3 LP ON 2 CD
## 101 - 105 'The Cannonball Adderley Quintet in San Francisco' 1959 Riverside/OJC (4.5*)
Cannonball Adderley had struggled unsuccessfully with a quintet during 1955-57, giving up for a time to play with Miles Davis' group. In 1959 his new quintet suddenly caught on with the release of this very exciting live album, which has been reissued on CD in the Original Jazz Classics series. With cornetist Nat Adderley, pianist Bobby Timmons, bassist Sam Jones and drummer Louis Hayes, Cannonball had the top new jazz group of 1959. Their version of Timmons' "This Here" was a major hit and the other numbers on this famous date (which include "Spontaneous Combustion," "Hi-Fly," "You Got It," "Bohemia After Dark" and "Straight No Chaser") are also quite enjoyable, showing why Cannonball Adderley's group was a pacesetter in funky soul jazz and proving that they could outswing most of their competition. This gem is essential for all jazz collections.
- Scott Yanow (All Music Guide)
## 106-108, 201 - 203 'Live in Europe' 1960
'What Is This Thing Called Soul?' 1960 Pablo/OJC (4*)

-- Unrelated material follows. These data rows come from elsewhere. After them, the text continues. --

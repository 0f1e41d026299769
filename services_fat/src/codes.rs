//! Control codes
//!
//! The fixed-buffer and vectorized code spaces are separate; the mount
//! codes sit in a high sub-range of the vectorized space.

/// Fixed-buffer control codes
#[derive(Debug, Clone, Copy, PartialEq, Eq, Hash)]
pub enum IoctlCode {
    /// Length and position of the open file
    FileStats,
}

impl IoctlCode {
    pub fn from_raw(raw: u32) -> Option<Self> {
        match raw {
            11 => Some(Self::FileStats),
            _ => None,
        }
    }

    pub fn as_raw(&self) -> u32 {
        match self {
            Self::FileStats => 11,
        }
    }
}

/// Vectorized control codes
#[derive(Debug, Clone, Copy, PartialEq, Eq, Hash)]
pub enum IoctlvCode {
    MakeDir,
    MakeFile,
    ReadDir,
    ReadDirLongNames,
    Delete,
    DeleteDir,
    Rename,
    Stat,
    VfsStats,
    GetUsage,
    MountSd,
    UnmountSd,
    MountUsb,
    UnmountUsb,
}

impl IoctlvCode {
    /// Every recognized code
    pub const ALL: [IoctlvCode; 14] = [
        Self::MakeDir,
        Self::MakeFile,
        Self::ReadDir,
        Self::ReadDirLongNames,
        Self::Delete,
        Self::DeleteDir,
        Self::Rename,
        Self::Stat,
        Self::VfsStats,
        Self::GetUsage,
        Self::MountSd,
        Self::UnmountSd,
        Self::MountUsb,
        Self::UnmountUsb,
    ];

    pub fn from_raw(raw: u32) -> Option<Self> {
        Self::ALL.iter().copied().find(|code| code.as_raw() == raw)
    }

    pub fn as_raw(&self) -> u32 {
        match self {
            Self::MakeDir => 0x01,
            Self::MakeFile => 0x02,
            Self::ReadDir => 0x03,
            Self::ReadDirLongNames => 0x04,
            Self::Delete => 0x05,
            Self::DeleteDir => 0x06,
            Self::Rename => 0x07,
            Self::Stat => 0x08,
            Self::VfsStats => 0x09,
            Self::GetUsage => 0x0A,
            Self::MountSd => 0xF0,
            Self::UnmountSd => 0xF1,
            Self::MountUsb => 0xF2,
            Self::UnmountUsb => 0xF3,
        }
    }
}
impl MemoryFilesystem {
    pub fn new() -> Self {
        Self::default()
    }

    /// Names of the mounted volumes, sorted
    pub fn mounted_volumes(&self) -> Vec<String> {
        self.volumes.keys().cloned().collect()
    }

    pub fn open_file_count(&self) -> usize {
        self.files.len()
    }

    fn volume(&self, name: &str) -> Result<&Volume, FsError> {
        self.volumes.get(name).ok_or(FsError::NoDevice)
    }

    fn volume_mut(&mut self, name: &str) -> Result<&mut Volume, FsError> {
        self.volumes.get_mut(name).ok_or(FsError::NoDevice)
    }

    fn resolve(&self, path: &str) -> Result<(&Volume, &Node), FsError> {
        let path = VolumePath::parse(path)?;
        let volume = self.volume(&path.volume)?;
        let node = volume.root.lookup(&path.components)?;
        Ok((volume, node))
    }

    fn open_file(&self, fd: Fd) -> Result<&OpenFile, FsError> {
        self.files.get(&fd.as_raw()).ok_or(FsError::BadHandle)
    }

    fn next_fd(&self) -> Result<Fd, FsError> {
        (1..=MAX_OPEN_FILES as i32)
            .find(|raw| !self.files.contains_key(raw))
            .map(Fd::from_raw)
            .ok_or(FsError::TooManyOpenFiles)
    }

    /// Data of the file behind `fd`
    fn file_data(&self, file: &OpenFile) -> Result<&Vec<u8>, FsError> {
        let volume = self.volume(&file.volume).map_err(|_| FsError::BadHandle)?;
        match volume.root.find_ino(file.ino).map(|node| &node.kind) {
            Some(NodeKind::File { data }) => Ok(data),
            _ => Err(FsError::BadHandle),
        }
    }

    fn create_node(&mut self, path: &str, directory: bool) -> Result<(), FsError> {
        let path = VolumePath::parse(path)?;
        let (parent, name) = path.split_last().ok_or(FsError::AlreadyExists)?;
        let volume = self.volume_mut(&path.volume)?;

        // Fail on a missing parent before consuming an inode number
        let parent_node = volume.root.lookup(parent)?;
        if parent_node.find_key(name)?.is_some() {
            return Err(FsError::AlreadyExists);
        }

        let ino = volume.allocate_ino();
        let node = if directory {
            Node::directory(ino)
        } else {
            Node::file(ino, Vec::new())
        };
        volume.root.lookup_mut(parent)?.insert(name, node)?;
        if !volume.fits()? {
            volume.root.lookup_mut(parent)?.remove(name)?;
            return Err(FsError::NoSpace);
        }
        Ok(())
    }

    fn remove_node(&mut self, path: &str, recursive: bool) -> Result<(), FsError> {
        let path = VolumePath::parse(path)?;
        let (parent, name) = path.split_last().ok_or(FsError::AccessDenied)?;
        let volume = self.volume_mut(&path.volume)?;

        let target = volume.root.lookup(&path.components)?;
        match &target.kind {
            NodeKind::File { .. } if recursive => return Err(FsError::NotADirectory),
            NodeKind::Directory { entries } if !recursive && !entries.is_empty() => {
                return Err(FsError::NotEmpty)
            }
            _ => {}
        }

        let removed = volume.root.lookup_mut(parent)?.remove(name)?;
        let volume_name = path.volume;
        self.files
            .retain(|_, file| file.volume != volume_name || !removed.contains_ino(file.ino));
        Ok(())
    }

    fn write_listing(
        entries: &BTreeMap<String, Node>,
        format: NameFormat,
        output: &mut [u8],
        limit: u32,
    ) -> u32 {
        let mut written = 0u32;
        let mut offset = 0usize;

        for name in entries.keys() {
            if written >= limit {
                break;
            }
            let (bytes, slot) = match format {
                NameFormat::Short => {
                    let alias = short_name(name).into_bytes();
                    (alias, SHORT_NAME_SLOT)
                }
                NameFormat::Long => {
                    let len = name.len() + 1;
                    (name.clone().into_bytes(), len)
                }
            };
            let end = offset + slot;
            if end > output.len() {
                break;
            }
            output[offset..offset + bytes.len()].copy_from_slice(&bytes);
            output[offset + bytes.len()..end].fill(0);
            offset = end;
            written += 1;
        }

        written
    }
}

Cannonball Adderley's 1960 Quintet (with cornetist Nat Adderley and pianist Victor Feldman) was in top form during their tour of Europe. Norman Granz did not release the music heard on this CD until almost 25 years after the fact but the strong solos and enthusiastic ensembles had not dated nor faded with time. These versions of "The Chant," "What Is This Thing Called Love?" and "Big 'P'" make for interesting comparisons with the better-known renditions. Adderley fans will want this set.

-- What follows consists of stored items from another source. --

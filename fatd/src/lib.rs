//! # FAT Host Daemon
//!
//! Hosts the FAT module on the simulated kernel.
//!
//! ## Philosophy
//!
//! - **The module runs unmodified**: the same `FatServer` a real kernel
//!   would host, against simulated queues and RAM-backed discs
//! - **Requests are explicit steps**: not an interactive shell
//! - **Deterministic mode is first-class**: one request at a time, in
//!   script order
//!
//! ## Responsibilities
//!
//! The host daemon:
//! - Boots the module with an SD backend and, optionally, a USB backend
//! - Replays a request script through the device registry
//! - Reports each acknowledge value with any decoded output
//!
//! ## Non-Responsibilities
//!
//! The host does NOT:
//! - Talk to real storage hardware
//! - Keep disc contents beyond the life of the process
//! - Retry or reorder failed requests

pub mod request_script;
pub mod runtime;

pub use request_script::{HandleRef, RequestScript, RequestScriptError, Route, Step};
pub use runtime::{FatdConfig, FatdError, FatdRuntime, StepReport};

- Scott Yanow (All Music Guide)
## 204 - 209 'The Cannonball Adderley Quintet Plus' 1961Original Jazz (4*)
For this CD reissue of a Riverside date, altoist Cannonball Adderley's 1961 Quintet (which includes cornetist Nat Adderley, pianist Victor Feldman, bassist Sam Jones and drummer Louis Hayes) is joined by guest pianist Wynton Kelly on five of the eight selections, during which Feldman switches quite effectively to vibes. The music falls between funky soul-jazz and hard bop, and each of the performances (particularly "Star Eyes" and "Well You Needn't") is enjoyable. The CD adds a new alternate take of "Lisa" and the previously unissued "O.P." to the original program.
- Scott Yanow (All Music Guide)
========= from the cover ==========
The Cannonball Adderley Quintet In San Francisco Featuring Nat Adderley
When the Cannonball Adderley Quintet finished "Hi-Fly" - its closing number after a four-week engagement at the Jazz Workshop in October of 1939 - the audience stood and cheered and whistled and clapped for fifteen minutes.
In a dozen years of covering jazz events in San Francisco I have never seen anything like this happen. Believe me, it was impressive. The audience absolutely loved that band and the feeling of love spread throughout the club night after night, set after set. It may strike you that the word "love" is a little oversentimental in such a context. But it was true. There is in the current Cannonball Adderley group a great, sweeping feeling of warmth that is the characteristic of jazz which, all attempts to intellectualize it to the contrary notwithstanding, marks it as a reflection of the best of American culture.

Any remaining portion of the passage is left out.